Data under study below:

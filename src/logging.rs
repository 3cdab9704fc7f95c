use crate::cli::{Args, is_config_command};
use crate::config::Config;
use crate::constants::LOG_FILE_NAME;
use crate::error::AppError;
use std::io::stdout;
use std::path::Path;
use tracing_appender::non_blocking::WorkerGuard;
use tracing_appender::rolling::{RollingFileAppender, Rotation};
use tracing_subscriber::{EnvFilter, fmt, prelude::*};

fn env_filter(debug: bool) -> Result<EnvFilter, AppError> {
    let directive = if debug {
        "sports_admin=debug"
    } else {
        "sports_admin=info"
    };
    let directive = directive.parse().map_err(|e| {
        AppError::log_setup_error(format!("Invalid log directive: {e}"))
    })?;
    Ok(EnvFilter::from_default_env().add_directive(directive))
}

/// Splits a custom log path into directory and file name, falling back to
/// the default directory and file name.
fn resolve_log_location(custom_path: Option<&String>) -> (String, String) {
    match custom_path {
        Some(custom_path) => {
            let path = Path::new(custom_path);
            let parent = path
                .parent()
                .filter(|p| !p.as_os_str().is_empty())
                .unwrap_or(Path::new("."));
            let file_name = path
                .file_name()
                .and_then(|n| n.to_str())
                .unwrap_or(LOG_FILE_NAME);
            (parent.to_string_lossy().to_string(), file_name.to_string())
        }
        None => (Config::get_log_dir_path(), LOG_FILE_NAME.to_string()),
    }
}

/// Sets up logging for the process.
///
/// - Server mode: logs to stdout and to the file
/// - Config commands: logs only to the file, stdout is left to the command output
/// - Uses a daily rolling file appender, creating the log directory if needed
///
/// `config_log_path` is the log path from an already-loaded config, if any.
/// Returns the path to the log file and the guard that must be kept alive
/// for the duration of the program to ensure proper log flushing.
pub async fn setup_logging(
    args: &Args,
    config_log_path: Option<&String>,
) -> Result<(String, WorkerGuard), AppError> {
    let (log_dir, log_file_name) = resolve_log_location(args.log_file.as_ref().or(config_log_path));

    if !Path::new(&log_dir).exists() {
        tokio::fs::create_dir_all(&log_dir).await.map_err(|e| {
            AppError::log_setup_error(format!("Failed to create log directory: {e}"))
        })?;
    }

    let file_appender = RollingFileAppender::new(Rotation::DAILY, &log_dir, &log_file_name);
    let (non_blocking, guard) = tracing_appender::non_blocking(file_appender);

    let registry = tracing_subscriber::registry();
    let result = if is_config_command(args) {
        registry
            .with(
                fmt::Layer::new()
                    .with_writer(non_blocking)
                    .with_ansi(false)
                    .with_filter(env_filter(args.debug)?),
            )
            .try_init()
    } else {
        registry
            .with(
                fmt::Layer::new()
                    .with_writer(stdout)
                    .with_ansi(true)
                    .with_filter(env_filter(args.debug)?),
            )
            .with(
                fmt::Layer::new()
                    .with_writer(non_blocking)
                    .with_ansi(false)
                    .with_filter(env_filter(args.debug)?),
            )
            .try_init()
    };
    result.map_err(|e| {
        AppError::log_setup_error(format!("Failed to install subscriber: {e}"))
    })?;

    let log_file_path = format!("{log_dir}/{log_file_name}");
    Ok((log_file_path, guard))
}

End of Data under study.

• **Work item**
Could you please reproduce each record exactly, leaving nothing out?

• **Output below**
filename src/logging.rs
repository 3cdab9704fc7f95c
use crate::cli::{Args, is_config_command};
use crate::config::Config;
use crate::constants::LOG_FILE_NAME;
use crate::error::AppError;
use std::io::stdout;
use std::path::Path;
use tracing_appender::non_blocking::WorkerGuard;
use tracing_appender::rolling::{RollingFileAppender, Rotation};
use tracing_subscriber::{EnvFilter, fmt, prelude::*};

fn env_filter(debug: bool) -> Result<EnvFilter, AppError> {
    let directive = if debug {
        "sports_admin=debug"
    } else {
        "sports_admin=info"
    };
    let directive = directive.parse().map_err(|e| {
        AppError::log_setup_error(format!("Invalid log directive: {e}"))
    })?;
    Ok(EnvFilter::from_default_env().add_directive(directive))
}

/// Splits a custom log path into directory and file name, falling back to
/// the default directory and file name.
fn resolve_log_location(custom_path: Option<&String>) -> (String, String) {
    match custom_path {
        Some(custom_path) => {
            let path = Path::new(custom_path);
            let parent = path
                .parent()
                .filter(|p| !p.as_os_str().is_empty())
                .unwrap_or(Path::new("."));
            let file_name = path
                .file_name()
                .and_then(|n| n.to_str())
                .unwrap_or(LOG_FILE_NAME);
            (parent.to_string_lossy().to_string(), file_name.to_string())
        }
        None => (Config::get_log_dir_path(), LOG_FILE_NAME.to_string()),
    }
}

/// Sets up logging for the process.
///
/// - Server mode: logs to stdout and to the file
/// - Config commands: logs only to the file, stdout is left to the command output
/// - Uses a daily rolling file appender, creating the log directory if needed
///
/// `config_log_path` is the log path from an already-loaded config, if any.
/// Returns the path to the log file and the guard that must be kept alive
/// for the duration of the program to ensure proper log flushing.
pub async fn setup_logging(
    args: &Args,
    config_log_path: Option<&String>,
) -> Result<(String, WorkerGuard), AppError> {
    let (log_dir, log_file_name) = resolve_log_location(args.log_file.as_ref().or(config_log_path));

    if !Path::new(&log_dir).exists() {
        tokio::fs::create_dir_all(&log_dir).await.map_err(|e| {
            AppError::log_setup_error(format!("Failed to create log directory: {e}"))
        })?;
    }

    let file_appender = RollingFileAppender::new(Rotation::DAILY, &log_dir, &log_file_name);
    let (non_blocking, guard) = tracing_appender::non_blocking(file_appender);

    let registry = tracing_subscriber::registry();
    let result = if is_config_command(args) {
        registry
            .with(
                fmt::Layer::new()
                    .with_writer(non_blocking)
                    .with_ansi(false)
                    .with_filter(env_filter(args.debug)?),
            )
            .try_init()
    } else {
        registry
            .with(
                fmt::Layer::new()
                    .with_writer(stdout)
                    .with_ansi(true)
                    .with_filter(env_filter(args.debug)?),
            )
            .with(
                fmt::Layer::new()
                    .with_writer(non_blocking)
                    .with_ansi(false)
                    .with_filter(env_filter(args.debug)?),
            )
            .try_init()
    };
    result.map_err(|e| {
        AppError::log_setup_error(format!("Failed to install subscriber: {e}"))
    })?;

    let log_file_path = format!("{log_dir}/{log_file_name}");
    Ok((log_file_path, guard))
}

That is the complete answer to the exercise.